Perşembe, Temmuz 27, 2006

Evacuation tips: Who's a friend, who's a Canadian?

http://www.theglobeandmail.com/servlet/story/LAC.20060725.COSIMPS25/TPStory/National
Evacuation tips: Who's a friend, who's a Canadian?

JEFFREY SIMPSON

Lessons for Canada from the flight from Lebanon: First, don't kick your friends needlessly. Second, review dual citizenship.
By way of first things first, here's a question: Which country helped most when Canadians tried to rescue people from Lebanon? Answer: Turkey.
With Cyprus filled up, Canada urgently asked for Turkey's help. The Turks, whom the Harper government just gratuitously insulted while playing domestic politics, could have made up all kinds of excuses by way of payback.
Instead, the Turks turned the other cheek. They took our Lebanese-Canadian citizens, rented boats, and put their airfield at our disposal. Have they received an official thank you from Prime Minister Stephen Harper?

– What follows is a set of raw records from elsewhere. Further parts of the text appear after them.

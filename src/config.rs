//! Scene configuration.
//!
//! Every field has a default matching the stock scene, so a partial JSON
//! document only needs the values it changes.

use std::path::{Path, PathBuf};

use glam::Vec3;
use serde::{Deserialize, Serialize};
use skyisle_core::{Error, Result};
use skyisle_scene::{CameraRig, StandardMaterial};

use crate::motion::{BirdFlight, IslandMotion};

/// Surface values forced onto every mesh of a loaded model.
#[derive(Debug, Clone, Copy, PartialEq, Serialize, Deserialize)]
#[serde(default)]
pub struct MaterialOverride {
    pub roughness: f32,
    pub metalness: f32,
}

impl Default for MaterialOverride {
    fn default() -> Self {
        Self {
            roughness: 0.8,
            metalness: 0.2,
        }
    }
}

impl MaterialOverride {
    /// Writes roughness and metalness into `material`. Meshes without a
    /// material are left alone.
    pub fn apply(&self, material: &mut Option<StandardMaterial>) {
        if let Some(mat) = material {
            mat.set_roughness(self.roughness);
            mat.set_metalness(self.metalness);
        }
    }
}

#[derive(Debug, Clone, PartialEq, Serialize, Deserialize)]
#[serde(default)]
pub struct IslandConfig {
    pub asset: PathBuf,
    pub spawn_position: Vec3,
    pub material: MaterialOverride,
    pub motion: IslandMotion,
}

impl Default for IslandConfig {
    fn default() -> Self {
        Self {
            asset: PathBuf::from("assets/ISLA_FLOTANTE.glb"),
            spawn_position: Vec3::new(0.0, -5.0, 0.0),
            material: MaterialOverride::default(),
            motion: IslandMotion::default(),
        }
    }
}

#[derive(Debug, Clone, PartialEq, Serialize, Deserialize)]
#[serde(default)]
pub struct BirdConfig {
    pub asset: PathBuf,
    pub spawn_position: Vec3,
    pub scale: f32,
    pub material: MaterialOverride,
    /// Playback speed of the model's first animation clip.
    pub animation_time_scale: f32,
    pub flight: BirdFlight,
}

impl Default for BirdConfig {
    fn default() -> Self {
        Self {
            asset: PathBuf::from("assets/peregrinefalcon.glb"),
            spawn_position: Vec3::new(15.0, 5.0, 0.0),
            scale: 0.5,
            material: MaterialOverride {
                roughness: 0.6,
                metalness: 0.3,
            },
            animation_time_scale: 0.2,
            flight: BirdFlight::default(),
        }
    }
}

#[derive(Debug, Clone, Copy, PartialEq, Serialize, Deserialize)]
#[serde(default)]
pub struct CameraConfig {
    pub position: Vec3,
    pub target: Vec3,
    pub fov_degrees: f32,
    pub aspect: f32,
    pub near: f32,
    pub far: f32,
}

impl Default for CameraConfig {
    fn default() -> Self {
        Self {
            position: Vec3::new(0.0, 20.0, 75.0),
            target: Vec3::ZERO,
            fov_degrees: 75.0,
            aspect: 16.0 / 9.0,
            near: 0.1,
            far: 1000.0,
        }
    }
}

impl CameraConfig {
    #[must_use]
    pub fn to_rig(&self) -> CameraRig {
        CameraRig::new_perspective(self.fov_degrees, self.aspect, self.near, self.far)
            .looking_at(self.position, self.target)
    }
}

#[derive(Debug, Clone, Default, PartialEq, Serialize, Deserialize)]
#[serde(default)]
pub struct SceneConfig {
    pub island: IslandConfig,
    pub bird: BirdConfig,
    pub camera: CameraConfig,
}

impl SceneConfig {
    /// Parses and validates a JSON document.
    pub fn from_json_str(json: &str) -> Result<Self> {
        let config: Self = serde_json::from_str(json)?;
        config.validate()?;
        Ok(config)
    }

    /// Reads, parses and validates a JSON file.
    pub fn from_json_file(path: impl AsRef<Path>) -> Result<Self> {
        let text = std::fs::read_to_string(path.as_ref())?;
        let config = Self::from_json_str(&text)?;
        log::info!("Loaded scene config from '{}'", path.as_ref().display());
        Ok(config)
    }

    pub fn to_json_string(&self) -> Result<String> {
        Ok(serde_json::to_string_pretty(self)?)
    }

    /// Rejects values that would produce NaN transforms or a degenerate
    /// camera.
    pub fn validate(&self) -> Result<()> {
        let island = &self.island;
        check_finite("island.spawn_position", island.spawn_position)?;
        check_material("island.material", island.material)?;
        for (field, value) in [
            ("island.motion.base_height", island.motion.base_height),
            ("island.motion.amplitude", island.motion.amplitude),
            ("island.motion.frequency", island.motion.frequency),
        ] {
            check_scalar(field, value)?;
        }

        let bird = &self.bird;
        check_finite("bird.spawn_position", bird.spawn_position)?;
        check_material("bird.material", bird.material)?;
        check_scalar("bird.animation_time_scale", bird.animation_time_scale)?;
        check_scalar("bird.scale", bird.scale)?;
        if bird.scale <= 0.0 {
            return Err(Error::Config(format!("bird.scale must be positive, got {}", bird.scale)));
        }
        let flight = &bird.flight;
        for (field, value) in [
            ("bird.flight.radius", flight.radius),
            ("bird.flight.angular_speed", flight.angular_speed),
            ("bird.flight.base_height", flight.base_height),
            ("bird.flight.bob_amplitude", flight.bob_amplitude),
            ("bird.flight.bob_frequency", flight.bob_frequency),
            ("bird.flight.bank_factor", flight.bank_factor),
        ] {
            check_scalar(field, value)?;
        }
        if flight.radius < 0.0 {
            return Err(Error::Config(format!(
                "bird.flight.radius must not be negative, got {}",
                flight.radius
            )));
        }

        let camera = &self.camera;
        check_finite("camera.position", camera.position)?;
        check_finite("camera.target", camera.target)?;
        for (field, value) in [
            ("camera.fov_degrees", camera.fov_degrees),
            ("camera.aspect", camera.aspect),
            ("camera.near", camera.near),
            ("camera.far", camera.far),
        ] {
            check_scalar(field, value)?;
        }
        if camera.near <= 0.0 || camera.far <= camera.near {
            return Err(Error::Config(format!(
                "camera planes must satisfy 0 < near < far, got near={} far={}",
                camera.near, camera.far
            )));
        }
        if camera.fov_degrees <= 0.0 || camera.fov_degrees >= 180.0 {
            return Err(Error::Config(format!(
                "camera.fov_degrees must be in (0, 180), got {}",
                camera.fov_degrees
            )));
        }
        if camera.aspect <= 0.0 {
            return Err(Error::Config(format!("camera.aspect must be positive, got {}", camera.aspect)));
        }
        if camera.position == camera.target {
            return Err(Error::Config("camera.position and camera.target coincide".to_string()));
        }

        Ok(())
    }
}

fn check_scalar(field: &str, value: f32) -> Result<()> {
    if value.is_finite() {
        Ok(())
    } else {
        Err(Error::Config(format!("{field} must be finite, got {value}")))
    }
}

fn check_finite(field: &str, value: Vec3) -> Result<()> {
    if value.is_finite() {
        Ok(())
    } else {
        Err(Error::Config(format!("{field} must be finite, got {value}")))
    }
}

fn check_material(field: &str, material: MaterialOverride) -> Result<()> {
    for value in [material.roughness, material.metalness] {
        if !(0.0..=1.0).contains(&value) {
            return Err(Error::Config(format!("{field} values must be within [0, 1], got {value}")));
        }
    }
    Ok(())
}
//! Skyisle Animation
//!
//! Keyframe animation for loaded models:
//!
//! - [`KeyframeTrack`]: linear / step / cubic-spline sampling with a cursor cache
//! - [`AnimationClip`]: named set of tracks targeting nodes by name
//! - [`AnimationAction`]: playback state (time, time scale, loop mode)
//! - [`AnimationMixer`]: advances actions and writes into an [`AnimationTarget`]
//! - [`Binder`]: resolves track node names to scene handles

pub mod action;
pub mod binder;
pub mod binding;
pub mod clip;
pub mod mixer;
pub mod tracks;
pub mod values;

pub use action::{AnimationAction, LoopMode};
pub use binder::Binder;
pub use binding::{AnimationTarget, PropertyBinding, TargetPath, TrackValue};
pub use clip::{AnimationClip, Track, TrackData, TrackMeta};
pub use mixer::AnimationMixer;
pub use tracks::{InterpolationMode, KeyframeCursor, KeyframeTrack};
pub use values::Interpolatable;
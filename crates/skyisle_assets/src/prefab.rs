use std::sync::Arc;

use skyisle_animation::AnimationClip;
use skyisle_core::NodeHandle;
use skyisle_scene::{Mesh, Node, Scene, Transform};

/// Data-only node of a loaded model; children are indices into
/// [`Prefab::nodes`].
#[derive(Debug, Clone, Default)]
pub struct PrefabNode {
    pub name: String,
    pub transform: Transform,
    pub children_indices: Vec<usize>,
    /// One entry per primitive of the node's mesh.
    pub meshes: Vec<Mesh>,
}

impl PrefabNode {
    #[must_use]
    pub fn new(name: impl Into<String>) -> Self {
        Self {
            name: name.into(),
            ..Default::default()
        }
    }
}

/// Decoded model, independent of any scene.
///
/// Built on a worker thread and sent to the frame thread, where
/// [`instantiate`](Self::instantiate) turns it into scene nodes.
#[derive(Debug, Clone, Default)]
pub struct Prefab {
    /// Name of the source file, without extension.
    pub name: String,
    pub nodes: Vec<PrefabNode>,
    pub root_indices: Vec<usize>,
    pub animations: Vec<Arc<AnimationClip>>,
}

impl Prefab {
    #[must_use]
    pub fn new(name: impl Into<String>) -> Self {
        Self {
            name: name.into(),
            ..Default::default()
        }
    }

    /// Total number of primitives across all nodes.
    #[must_use]
    pub fn mesh_count(&self) -> usize {
        self.nodes.iter().map(|n| n.meshes.len()).sum()
    }

    /// Creates the node hierarchy in `scene` under a fresh root node named
    /// after the prefab, and returns that root.
    ///
    /// A node with several primitives keeps the first on itself and gets one
    /// extra child node per remaining primitive.
    pub fn instantiate(&self, scene: &mut Scene) -> NodeHandle {
        let root = scene.create_node_with_name(&self.name);

        let handles: Vec<NodeHandle> = self
            .nodes
            .iter()
            .map(|prefab_node| {
                let mut node = Node::with_name(&prefab_node.name);
                node.transform = prefab_node.transform.clone();
                node.transform.mark_dirty();
                scene.add_node(node)
            })
            .collect();

        for (prefab_node, &handle) in self.nodes.iter().zip(&handles) {
            let mut primitives = prefab_node.meshes.iter();
            if let Some(first) = primitives.next() {
                scene.set_mesh(handle, first.clone());
            }
            for (i, mesh) in primitives.enumerate() {
                let child = scene.create_node_with_name(&format!("{}_primitive_{}", prefab_node.name, i + 1));
                scene.set_mesh(child, mesh.clone());
                scene.attach(child, handle);
            }

            for &child_index in &prefab_node.children_indices {
                if let Some(&child) = handles.get(child_index) {
                    scene.attach(child, handle);
                } else {
                    log::warn!("Prefab '{}': child index {} out of range", self.name, child_index);
                }
            }
        }

        for &index in &self.root_indices {
            if let Some(&handle) = handles.get(index) {
                scene.attach(handle, root);
            }
        }

        // Nodes outside the model's scene list still belong to this instance.
        for &handle in &handles {
            if scene.get_node(handle).is_some_and(|n| n.parent().is_none()) {
                scene.attach(handle, root);
            }
        }

        root
    }
}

It's the least Mr. Harper could do after making recognition of the 90-year-old Armenian "genocide" official government policy, such a sore point in Turkey that the Turkish government withdrew its ambassador to Canada in protest.
The Harper announcement, delivered almost flippantly in April, made headlines in Turkey. Everybody close to the file knew the announcement had everything to do with ethnic pandering in Canada, part of the Conservatives' wider campaign to play ethnic politics.
Now that the Conservatives have been in office for a little while, perhaps they'll realize that a country's foreign policy interests should not be subordinated to domestic pandering. They might also realize that a foreign policy based on realism requires remembering which countries are allies and friends, because you never know when friends might come in handy.
As a NATO partner, Turkey is now being asked to contribute to a peacekeeping force in southern Lebanon, a force Canada is not being asked to join (except by some people in Canada) for the good reason that this force needs to be robust. Canada doesn't have robust forces to spare, what with the two-year commitment to Afghanistan, a point those urging Canadian participation might remember. The Turks (who were in Afghanistan before us) and others will have to do the heavy lifting if NATO agrees to inject a force into Lebanon.
Another lesson concerns dual citizenship. It's way too late to think of eliminating dual citizenship, even were the elimination desirable. Australia thought of trying to go that route, and gave up. The United States once forbade dual citizenship but relented about two decades ago.
Dual citizenship is a fact of life, but it's a misunderstood fact, one that a parliamentary committee could usefully explore and explain to Canadians.
We seem to believe that, because a person carries a Canadian passport, that person thinks of himself as a Canadian and has an absolute right to assistance from the Canadian government while outside Canada. Both beliefs are false, and potentially dangerous.
It is worth at least asking whether we have made the acquisition of Canadian citizenship so easy -- divorcing it, once acquired, from residence in the country -- that we have spawned legions of citizens of convenience. We know that thousands of people worked in Canada, earned their pension time here, and live elsewhere clipping Canada Pension Plan coupons.
There's nothing illegal or inherently wrong with that -- retired Americans in Canada keep getting their Social Security cheques. But there are a lot of other people holding Canadian passports around the world whose attachment to this country -- measured at least by time spent here -- is, shall we say, somewhat more limited.
We should also understand that a dual citizen in another country is not always considered a Canadian. For example, a holder of Iranian and Canadian passports, or Syrian and Canadian passports, is not considered by the authorities in those countries to be a Canadian, but rather an Iranian or Syrian.
Canadian consular help to such dual nationals in those countries is limited or non-existent, just as Canada might get upset if a dual national caught doing something we consider illegal in Canada tried to appeal for help to the Iranian or Syrian governments.
The same applies to China. The migration to Canada from Hong Kong before the Chinese takeover from Britain produced thousands of dual citizens, by Canadian law. The Chinese, however, don't recognize dual nationalities. If things ever got tense between China and Canada, and dual nationals in China appealed to Ottawa for help, it's not clear what Canada could do if the Chinese made matters difficult.
All this is to suggest that a gap can arise between the legal realities of being a dual national and the obligations and expectations of Canada, especially in times of crisis.